Altri sapori, altre musiche, altre maniere di vivere l'amore. 





Dopo aver respirato dalla cima delle Alpi, 
dopo la pianura del Nord e la terra dei 7 laghi, 
dopo le vigne del Veneto, 
dopo i paesaggi pastellati del Trentino, 
dopo le arrampicate e le esercitazioni nel freddo Sud Tirol, 
dopo le creste seghettate della Liguria, 
con i budelli dei suoi paeselli, incastrati tra una costa sempre più erosa 
e le stazioni dei treni, piccole come presepi, 
dodicimila macchine in 4 metri quadri, 
dopo un cinema di San Remo, sentieri sporchi 
e parcheggi tanto rari 
come un ingegnere nucleare tra i pecorari, 
quanto trovare rubini in Valle d'Aosta, 
come incontrare Lorenzo Cherubini in una crociera Costa,
come trovare porcini in un'aerea di sosta, 
come non trovare fila alla Posta;  
dopo le colline e gli orizzonti infiniti in Toscana, 
dopo aver goduto per ore assangiando un sugo di cinghiale, 
dopo aver visto (per fortuna solo da lontano) che è grande tre volte un maiale, 
dopo aver visto (purtroppo) solo da lontano il Vaticano
da uno dei tanti giardini di Roma, 
dopo Bologna, Imola, Ravenna, Rimini e cicioli in una  piadina,
Marche e Abruzzo, belle più che mille foto da cartolina,
dopo aver vissuto il tropico di Sorrento, 
la poesia, i due Golfi, isole e palme, un vulcano, 
pezzi di cuore, baci al limoncello,  
scoprire un paradiso che si chiama Ravello, 
dopo una sortita a Palermo e "minkia che spiaggia" Mondello,
dopo aver visto l'Italia incorniciata da un'eurostar, 
dopo aver visto la Calabria incorniciata da un'interregionale, 
finalmente un aereo per  Brindisi 
e poi fino a Lecce lungo una statale. 






Da quel terrazzo approfitto per rifugiarmi nei miei pensieri, 
per crearne di nuovi, per lanciarli al vento e vedere se sanno volare, 
per scoprire una pittrice che usa la cabina del motore dell'ascensore 
come suo studio e atelier molto privè, 
per fumare da solo o in compagnia, 
per amoreggiare e per approfittare a fare qualche scatto in più, 
quei click che nella mente ti fanno avanzare di qualche posizione. 

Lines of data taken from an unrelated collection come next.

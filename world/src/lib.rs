#![deny(
    unsafe_code,
    missing_docs,
    dead_code,
    unused_results,
    non_snake_case,
    unreachable_pub
)]

//! Authoritative world state management for Duskfall.

mod agents;
mod arsenal;
mod level;
mod player;

use std::time::Duration;

use duskfall_core::{
    AgentId, Command, Event, GameConfig, GameStatus, PlayerConfig, SoundCue, WELCOME_BANNER,
};

use agents::{Agent, HitOutcome};

pub use arsenal::{Arsenal, AutoSwitch, FireOutcome, WeaponPhase};
pub use level::{Level, DEFAULT_MAP};
pub use player::{motion_from_local, Player};

/// Represents the authoritative Duskfall world state.
#[derive(Debug)]
pub struct World {
    banner: &'static str,
    level: Level,
    player_config: PlayerConfig,
    agents_enabled: bool,
    initial_arsenal: Arsenal,
    player: Player,
    arsenal: Arsenal,
    agents: Vec<Agent>,
    status: GameStatus,
    last_dt: Duration,
    tick_index: u64,
}

impl World {
    /// Creates a world for the provided level and configuration.
    #[must_use]
    pub fn new(level: Level, config: &GameConfig) -> Self {
        Self::with_arsenal(level, config, Arsenal::default())
    }

    /// Creates a world whose player starts with the provided arsenal.
    ///
    /// Restarting the session restores this arsenal.
    #[must_use]
    pub fn with_arsenal(level: Level, config: &GameConfig, arsenal: Arsenal) -> Self {
        let mut world = Self {
            banner: WELCOME_BANNER,
            player: Player::new(&config.player),
            arsenal: arsenal.clone(),
            agents: Vec::new(),
            player_config: config.player.clone(),
            agents_enabled: config.agents.enabled,
            initial_arsenal: arsenal,
            level,
            status: GameStatus::Playing,
            last_dt: Duration::ZERO,
            tick_index: 0,
        };
        world.reset();
        world
    }

    fn reset(&mut self) {
        self.player = Player::new(&self.player_config);
        self.arsenal = self.initial_arsenal.clone();
        self.agents = if self.agents_enabled {
            self.level
                .spawns()
                .iter()
                .zip(0u32..)
                .map(|(spawn, id)| Agent::new(AgentId::new(id), spawn.kind, spawn.position))
                .collect()
        } else {
            Vec::new()
        };
        self.status = GameStatus::Playing;
        self.last_dt = Duration::ZERO;
    }

    fn agent_mut(&mut self, id: AgentId) -> Option<&mut Agent> {
        self.agents.iter_mut().find(|agent| agent.id == id)
    }

    fn damage_player(&mut self, amount: u32, out_events: &mut Vec<Event>) {
        let health = self.player.take_damage(amount);
        out_events.push(Event::PlayerDamaged { amount, health });
        out_events.push(Event::SoundCue {
            cue: SoundCue::Damage,
        });

        if self.player.is_dead() {
            let score = self.player.score();
            self.status = GameStatus::GameOver { score };
            tracing::info!(score, "player died, game over");
            out_events.push(Event::GameOver { score });
        }
    }
}

impl Default for World {
    fn default() -> Self {
        Self::new(Level::default(), &GameConfig::default())
    }
}

/// Applies the provided command to the world, mutating state deterministically.
///
/// Once the game is over every command except [`Command::Restart`] is ignored.
pub fn apply(world: &mut World, command: Command, out_events: &mut Vec<Event>) {
    if matches!(world.status, GameStatus::GameOver { .. }) && command != Command::Restart {
        return;
    }

    match command {
        Command::MovePlayer { motion, rotation } => {
            let from = world.player.pose().position;
            world
                .player
                .apply_intent(motion, rotation, world.level.grid());
            let to = world.player.pose().position;
            if from != to {
                out_events.push(Event::PlayerMoved { from, to });
            }
        }
        Command::FireWeapon => match world.arsenal.fire() {
            FireOutcome::Busy => {}
            FireOutcome::Empty { weapon } => {
                out_events.push(Event::WeaponEmpty { weapon });
                out_events.push(Event::SoundCue {
                    cue: SoundCue::Empty,
                });
            }
            FireOutcome::Fired {
                weapon,
                remaining,
                switched_to,
            } => {
                world.player.set_shot(true);
                out_events.push(Event::WeaponFired { weapon, remaining });
                out_events.push(Event::SoundCue {
                    cue: SoundCue::Fire,
                });
                if let Some(to) = switched_to {
                    tracing::debug!(from = weapon.name(), to = to.name(), "weapon emptied");
                    out_events.push(Event::WeaponSwitched { from: weapon, to });
                    out_events.push(Event::SoundCue {
                        cue: SoundCue::Switch,
                    });
                }
            }
        },
        Command::ToggleWeapon => {
            if let Some((from, to)) = world.arsenal.toggle() {
                tracing::debug!(from = from.name(), to = to.name(), "weapon switched");
                out_events.push(Event::WeaponSwitched { from, to });
                out_events.push(Event::SoundCue {
                    cue: SoundCue::Switch,
                });
            }
        }
        Command::Tick { dt } => {
            world.tick_index = world.tick_index.saturating_add(1);
            world.last_dt = dt;
            out_events.push(Event::TimeAdvanced { dt });

            if world.arsenal.tick(dt) {
                world.player.set_shot(false);
                out_events.push(Event::WeaponReady {
                    weapon: world.arsenal.active(),
                });
            }
            if world.player.recover_health(dt) {
                out_events.push(Event::PlayerHealed {
                    health: world.player.health(),
                });
            }
            for agent in &mut world.agents {
                agent.tick(dt);
            }
        }
        Command::DamagePlayer { amount } => world.damage_player(amount, out_events),
        Command::AdvanceAgent { agent, toward } => {
            let occupied: Vec<_> = world
                .agents
                .iter()
                .filter(|other| other.id != agent && other.is_alive())
                .flat_map(Agent::claimed_cells)
                .collect();
            let step = world.last_dt.as_secs_f32();
            let grid = world.level.grid();
            let Some(moving) = world.agents.iter_mut().find(|candidate| candidate.id == agent)
            else {
                return;
            };
            if moving.can_act() {
                let from = moving.position;
                let speed = moving.kind.spec().speed;
                if moving.advance(toward, speed * step, grid, |cell| occupied.contains(&cell)) {
                    out_events.push(Event::AgentAdvanced {
                        agent,
                        from,
                        to: moving.position,
                    });
                }
            }
        }
        Command::AgentAttack { agent, landed } => {
            let Some(attacker) = world.agent_mut(agent) else {
                return;
            };
            if !attacker.attack() {
                return;
            }
            let damage = attacker.kind.spec().damage;
            out_events.push(Event::AgentAttacked { agent, landed });
            out_events.push(Event::SoundCue {
                cue: SoundCue::AgentAttack,
            });
            if landed {
                world.damage_player(damage, out_events);
            }
        }
        Command::HitAgent { agent, damage } => {
            let Some(target) = world.agent_mut(agent) else {
                return;
            };
            match target.hit(damage) {
                Some(HitOutcome::Hurt { health }) => {
                    out_events.push(Event::AgentHit { agent, health });
                    out_events.push(Event::SoundCue {
                        cue: SoundCue::AgentPain,
                    });
                }
                Some(HitOutcome::Killed { points }) => {
                    world.player.award(points);
                    tracing::info!(agent = agent.get(), points, "agent killed");
                    out_events.push(Event::AgentKilled { agent, points });
                    out_events.push(Event::SoundCue {
                        cue: SoundCue::AgentDeath,
                    });
                }
                None => {}
            }
        }
        Command::Restart => {
            world.reset();
            tracing::info!("session restarted");
            out_events.push(Event::GameRestarted);
        }
    }
}

/// Query functions that provide read-only access to the world state.
pub mod query {
    use duskfall_core::{AgentView, Decoration, GameStatus, GridMap, PlayerSnapshot};

    use super::{Arsenal, World};

    /// Retrieves the welcome banner that adapters may display to players.
    #[must_use]
    pub fn welcome_banner(world: &World) -> &'static str {
        world.banner
    }

    /// Provides read-only access to the level's wall layout.
    #[must_use]
    pub fn grid(world: &World) -> &GridMap {
        world.level.grid()
    }

    /// Sprites placed in the level at load time.
    #[must_use]
    pub fn decorations(world: &World) -> &[Decoration] {
        world.level.decorations()
    }

    /// Captures the player's current state.
    #[must_use]
    pub fn player(world: &World) -> PlayerSnapshot {
        world.player.snapshot()
    }

    /// Provides read-only access to the player's weapons.
    #[must_use]
    pub fn arsenal(world: &World) -> &Arsenal {
        &world.arsenal
    }

    /// Captures a read-only view of the level's agents.
    #[must_use]
    pub fn agent_view(world: &World) -> AgentView {
        AgentView::from_snapshots(world.agents.iter().map(|agent| agent.snapshot()).collect())
    }

    /// Whether the session is running or over.
    #[must_use]
    pub fn status(world: &World) -> GameStatus {
        world.status
    }

    /// Number of ticks applied since the world was created.
    #[must_use]
    pub fn tick_index(world: &World) -> u64 {
        world.tick_index
    }
}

Osservavo quella via che tagliava in due il centro, 
fino alla torre. E poi? Acqua, molta acqua, fino all'altro lato, 
dove tutto si gestisce in un'altra maniera, altri rituali, altre convinzioni.

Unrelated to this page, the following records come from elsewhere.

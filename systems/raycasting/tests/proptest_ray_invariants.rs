//! Property-based invariants for the column ray caster.
//!
//! 1. Every ray terminates with a finite distance no greater than the depth
//!    limit, wherever the viewer stands (including far outside the grid).
//! 2. Texture offsets always lie in `[0, 1)`.
//! 3. Inside a closed room every ray strikes a wall.
//! 4. Casting is a pure function of its inputs.

use duskfall_core::{GridMap, Pose, Viewport};
use duskfall_system_raycasting::{depth_buffer, RayCaster};
use glam::Vec2;
use proptest::prelude::*;

// ── Helpers ─────────────────────────────────────────────────────────────

const COLUMNS: u32 = 48;

fn caster(max_depth: u32) -> RayCaster {
    RayCaster::new(
        Viewport::new(480.0, 270.0, COLUMNS, 60.0_f32.to_radians()),
        max_depth,
    )
}

fn map_strategy() -> impl Strategy<Value = GridMap> {
    (2u32..=12, 2u32..=12).prop_flat_map(|(columns, rows)| {
        prop::collection::vec(prop::bool::weighted(0.3), (columns * rows) as usize).prop_map(
            move |walls| {
                let text: Vec<String> = walls
                    .chunks(columns as usize)
                    .map(|row| row.iter().map(|&wall| if wall { '1' } else { '.' }).collect())
                    .collect();
                GridMap::parse(&text.join("\n")).expect("generated map is well formed")
            },
        )
    })
}

fn pose_strategy() -> impl Strategy<Value = Pose> {
    (-4.0f32..16.0, -4.0f32..16.0, -10.0f32..10.0)
        .prop_map(|(x, y, angle)| Pose::new(Vec2::new(x, y), angle))
}

fn coordinate_strategy() -> impl Strategy<Value = f32> {
    prop_oneof![-1.0e12f32..-1.0e3, 1.0e3f32..1.0e12, -4.0f32..16.0]
}

fn distant_pose_strategy() -> impl Strategy<Value = Pose> {
    (coordinate_strategy(), coordinate_strategy(), -10.0f32..10.0)
        .prop_filter("at least one coordinate far away", |(x, y, _)| {
            x.abs() >= 1.0e3 || y.abs() >= 1.0e3
        })
        .prop_map(|(x, y, angle)| Pose::new(Vec2::new(x, y), angle))
}

// ═════════════════════════════════════════════════════════════════════════
// 1 + 2. Termination and texture range
// ═════════════════════════════════════════════════════════════════════════

proptest! {
    #[test]
    fn rays_terminate_within_depth(
        grid in map_strategy(),
        pose in pose_strategy(),
        max_depth in 1u32..=24,
    ) {
        let hits = caster(max_depth).cast(&pose, &grid);

        prop_assert_eq!(hits.len(), COLUMNS as usize);
        for hit in &hits {
            prop_assert!(hit.distance.is_finite());
            prop_assert!(hit.euclidean <= max_depth as f32 + 1e-3,
                "column {} travelled {} past depth {}", hit.column, hit.euclidean, max_depth);
            prop_assert!((0.0..1.0).contains(&hit.texture_offset),
                "texture offset {} out of range", hit.texture_offset);
            prop_assert_eq!(hit.wall.is_some(), hit.cell.is_some());
        }
    }
}

proptest! {
    #[test]
    fn distant_viewers_see_nothing(
        grid in map_strategy(),
        pose in distant_pose_strategy(),
    ) {
        let hits = caster(24).cast(&pose, &grid);

        prop_assert_eq!(hits.len(), COLUMNS as usize);
        for hit in &hits {
            prop_assert!(!hit.is_hit(), "column {} hit a wall from {:?}", hit.column, pose);
            prop_assert_eq!(hit.euclidean, 24.0);
        }
    }
}

// ═════════════════════════════════════════════════════════════════════════
// 3. Closed rooms are always hit
// ═════════════════════════════════════════════════════════════════════════

proptest! {
    #[test]
    fn enclosed_room_rays_always_hit(
        columns in 3u32..=12,
        rows in 3u32..=12,
        fx in 0.05f32..0.95,
        fy in 0.05f32..0.95,
        angle in -7.0f32..7.0,
    ) {
        let grid = GridMap::enclosed_room(columns, rows);
        let position = Vec2::new(
            1.0 + fx * (columns - 2) as f32,
            1.0 + fy * (rows - 2) as f32,
        );
        let hits = caster(24).cast(&Pose::new(position, angle), &grid);

        for hit in &hits {
            prop_assert!(hit.is_hit(), "column {} escaped the room", hit.column);
            prop_assert!(hit.distance > 0.0);
            prop_assert!(hit.distance <= hit.euclidean + 1e-4);
        }
    }
}

// ═════════════════════════════════════════════════════════════════════════
// 4. Determinism
// ═════════════════════════════════════════════════════════════════════════

proptest! {
    #[test]
    fn casting_is_reproducible(grid in map_strategy(), pose in pose_strategy()) {
        let caster = caster(16);
        let first = caster.cast(&pose, &grid);
        let mut second = Vec::new();
        caster.cast_into(&pose, &grid, &mut second);

        prop_assert_eq!(&first, &second);
        prop_assert_eq!(depth_buffer(&first), depth_buffer(&second));
    }
}

#[test]
fn five_by_five_room_reports_one_and_a_half_cells_ahead() {
    let grid = GridMap::enclosed_room(5, 5);
    let pose = Pose::new(Vec2::new(2.5, 2.5), 0.0);
    let caster = caster(20);

    let hits = caster.cast(&pose, &grid);
    let centre = &hits[COLUMNS as usize / 2];

    assert!((centre.distance - 1.5).abs() < 1e-3);
    assert_eq!(hits, caster.cast(&pose, &grid));
}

"Certezze ed altre illusioni" già. 









La fine dello Stato. 



Kanimambo significa grazie
Beh, devo dire kanimambo anche al Salento 
e al mio ardimento
una forma di follia grano-duro e bio-carburante 
per malati di troppa vita, 
goloso come un orso con il miele, 
lanciatissimo verso qualsiasi nuovo interessante obiettivo  
che mi venga presentato. 
Sempre allegro e squattrinato, 
protetto da niente non vengo attaccato da nessuno. 
Sono il miglior show che potevo incontrare, 
di tutti i colori, aperto a tutto e super blindato, 
sono passato da x a y  
ho già smontato di tutto per costruire algo novo e differente 
tutto questo anche solo per intrattener la mia mente, 
normale che qualcosa te lo devo pur raccontare.   
   






Tutto quello che rappresenta il mio Stato, la mia Italia, 
svanisce là dove le onde bagnano il cemento. 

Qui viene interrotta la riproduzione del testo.